Oasis Said to Seek $244 Million for London Student Dormitories
Oasis Capital Bank BSC is seeking to raise more than 150 million pounds ($244 million) by selling its stake in three central London student dormitories, according to two people with knowledge of the plan.
The Bahrain-based bank hired broker Jones Lang LaSalle Inc. (JLL) to sell its 75 percent stake in Prime Central London Student Accommodation, a venture with Unite Plc (UTG) that owns the properties in London’s Islington and Southwark districts, said the people, who declined to be identified because the sale is private.
The sale process won’t start for another several weeks, when the new academic year starts and occupancy levels in dormitories at London’s universities are more clear, the people said.
Pension funds and institutional investors are flocking to student housing because of the regular, long-term rental income they generate, powering a record 800 million pounds of property sales in the first half.
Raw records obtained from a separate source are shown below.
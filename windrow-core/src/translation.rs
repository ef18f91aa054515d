use std::collections::HashMap;
use std::time::Duration;

use serde::{Deserialize, Serialize};

use crate::error::{Result, WindowError};
use crate::window::WindowFn;

// ── Well-known URNs ───────────────────────────────────────────────────────────

pub const GLOBAL_WINDOWS_URN: &str = "windrow:window_fn:global:v1";
pub const FIXED_WINDOWS_URN: &str = "windrow:window_fn:fixed:v1";
pub const SLIDING_WINDOWS_URN: &str = "windrow:window_fn:sliding:v1";
pub const SESSION_WINDOWS_URN: &str = "windrow:window_fn:sessions:v1";

// ── Descriptor ────────────────────────────────────────────────────────────────

/// The portable form of a windowing policy, shipped between independently
/// implemented runtimes.
///
/// Well-known URNs must be recognized and reconstructed natively by any
/// conforming runtime regardless of which runtime authored the descriptor.
/// Anything else travels as an opaque payload plus the environment that can
/// execute it.
#[derive(Debug, Clone, Serialize, Deserialize, PartialEq, Eq)]
pub struct WindowFnDescriptor {
    pub urn: String,
    /// URN-specific encoded parameters.
    pub payload: Vec<u8>,
    /// Present only for opaque policies: identifies where the implementation
    /// actually runs.
    pub environment: Option<String>,
}

impl WindowFnDescriptor {
    pub fn to_bytes(&self) -> Result<Vec<u8>> {
        bincode::serialize(self)
            .map_err(|err| WindowError::Codec(format!("descriptor encode failed: {err}")))
    }

    pub fn from_bytes(data: &[u8]) -> Result<Self> {
        bincode::deserialize(data)
            .map_err(|err| WindowError::Codec(format!("descriptor decode failed: {err}")))
    }
}

// Payload parameter structs for the well-known URNs. Durations travel as
// millisecond counts, matching the engine's timestamp unit.

#[derive(Serialize, Deserialize)]
struct FixedPayload {
    size_ms: i64,
    offset_ms: i64,
}

#[derive(Serialize, Deserialize)]
struct SlidingPayload {
    size_ms: i64,
    period_ms: i64,
    offset_ms: i64,
}

#[derive(Serialize, Deserialize)]
struct SessionsPayload {
    gap_ms: i64,
}

/// Encode a policy as its portable descriptor.
pub fn to_descriptor(window_fn: &WindowFn) -> Result<WindowFnDescriptor> {
    let (urn, payload, environment) = match window_fn {
        WindowFn::Global => (GLOBAL_WINDOWS_URN.to_string(), Vec::new(), None),
        WindowFn::Fixed { size_ms, offset_ms } => (
            FIXED_WINDOWS_URN.to_string(),
            encode_payload(&FixedPayload {
                size_ms: *size_ms,
                offset_ms: *offset_ms,
            })?,
            None,
        ),
        WindowFn::Sliding {
            size_ms,
            period_ms,
            offset_ms,
        } => (
            SLIDING_WINDOWS_URN.to_string(),
            encode_payload(&SlidingPayload {
                size_ms: *size_ms,
                period_ms: *period_ms,
                offset_ms: *offset_ms,
            })?,
            None,
        ),
        WindowFn::Sessions { gap_ms } => (
            SESSION_WINDOWS_URN.to_string(),
            encode_payload(&SessionsPayload { gap_ms: *gap_ms })?,
            None,
        ),
        WindowFn::Custom {
            urn,
            payload,
            environment,
        } => (urn.clone(), payload.clone(), Some(environment.clone())),
    };
    Ok(WindowFnDescriptor {
        urn,
        payload,
        environment,
    })
}

fn encode_payload<P: Serialize>(payload: &P) -> Result<Vec<u8>> {
    bincode::serialize(payload)
        .map_err(|err| WindowError::Configuration(format!("payload encode failed: {err}")))
}

fn decode_payload<P: for<'de> Deserialize<'de>>(urn: &str, payload: &[u8]) -> Result<P> {
    bincode::deserialize(payload).map_err(|err| {
        WindowError::Configuration(format!("malformed payload for well-known urn {urn}: {err}"))
    })
}

// ── Registry ──────────────────────────────────────────────────────────────────

type Constructor = fn(&[u8]) -> Result<WindowFn>;

/// Maps well-known URNs to native constructors.
///
/// Reconstructing from a descriptor goes through three paths:
/// - well-known URN: parse the payload and build the native policy
///   (a malformed payload is a `Configuration` error);
/// - unknown URN with an environment reference: pass through as
///   [`WindowFn::Custom`], to be delegated rather than applied locally;
/// - unknown URN without an environment: `Configuration` error, the
///   descriptor is unusable everywhere.
pub struct WindowFnRegistry {
    constructors: HashMap<String, Constructor>,
}

impl WindowFnRegistry {
    /// A registry with the four well-known URNs registered.
    pub fn new() -> Self {
        let mut registry = Self {
            constructors: HashMap::new(),
        };
        registry.register(GLOBAL_WINDOWS_URN, |payload| {
            if !payload.is_empty() {
                return Err(WindowError::Configuration(format!(
                    "global windowing takes no parameters, got {} payload bytes",
                    payload.len()
                )));
            }
            Ok(WindowFn::Global)
        });
        registry.register(FIXED_WINDOWS_URN, |payload| {
            let p: FixedPayload = decode_payload(FIXED_WINDOWS_URN, payload)?;
            WindowFn::fixed_with_offset(duration_ms(p.size_ms)?, duration_ms(p.offset_ms)?)
        });
        registry.register(SLIDING_WINDOWS_URN, |payload| {
            let p: SlidingPayload = decode_payload(SLIDING_WINDOWS_URN, payload)?;
            WindowFn::sliding_with_offset(
                duration_ms(p.size_ms)?,
                duration_ms(p.period_ms)?,
                duration_ms(p.offset_ms)?,
            )
        });
        registry.register(SESSION_WINDOWS_URN, |payload| {
            let p: SessionsPayload = decode_payload(SESSION_WINDOWS_URN, payload)?;
            WindowFn::sessions(duration_ms(p.gap_ms)?)
        });
        registry
    }

    /// Register a constructor for a URN, replacing any existing one.
    pub fn register(&mut self, urn: impl Into<String>, constructor: Constructor) {
        self.constructors.insert(urn.into(), constructor);
    }

    pub fn is_known(&self, urn: &str) -> bool {
        self.constructors.contains_key(urn)
    }

    /// Reconstruct a policy from its portable descriptor.
    pub fn from_descriptor(&self, descriptor: &WindowFnDescriptor) -> Result<WindowFn> {
        if let Some(constructor) = self.constructors.get(descriptor.urn.as_str()) {
            return constructor(&descriptor.payload);
        }
        match &descriptor.environment {
            Some(environment) => {
                tracing::debug!(
                    urn = %descriptor.urn,
                    environment = %environment,
                    "unknown window fn urn, carrying as opaque"
                );
                Ok(WindowFn::custom(
                    descriptor.urn.clone(),
                    descriptor.payload.clone(),
                    environment.clone(),
                ))
            }
            None => Err(WindowError::Configuration(format!(
                "unknown window fn urn {} with no environment reference",
                descriptor.urn
            ))),
        }
    }
}

impl Default for WindowFnRegistry {
    fn default() -> Self {
        Self::new()
    }
}

fn duration_ms(ms: i64) -> Result<Duration> {
    u64::try_from(ms)
        .map(Duration::from_millis)
        .map_err(|_| WindowError::Configuration(format!("negative duration: {ms}ms")))
}

#[cfg(test)]
#[path = "tests/translation_tests.rs"]
mod tests;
Nobody at Oasis Capital Bank was immediately available to comment.
The bank formed the venture in August 2009 with publicly traded Unite, the U.K.’s largest student housing operator and manager of the residences. The dormitories opened in 2010 and will generate an estimated net operating income of about 12.7 million pounds in the 2012-2013 school year, according to a marketing brochure.
Most of the students renting rooms in the dormitories that can accommodate a total of 1,129 people are from outside the U.K. Two residences have supermarkets located at street level.
PGGM NV, manager of the second-largest Dutch pension fund, last week acquired a 60 percent stake in UPP Group Holdings Ltd., the U.K.’s second-largest student-housing operator, in a deal valued at about 840 million pounds.
London is a hotspot for sales of student housing because of its perceived haven status and the high proportion of overseas students who study in the British capital. Four in five full- time students aren’t housed by universities or in private halls of residence, helping keep vacancy rates low and lifting rents, Chicago-based Jones Lang estimates.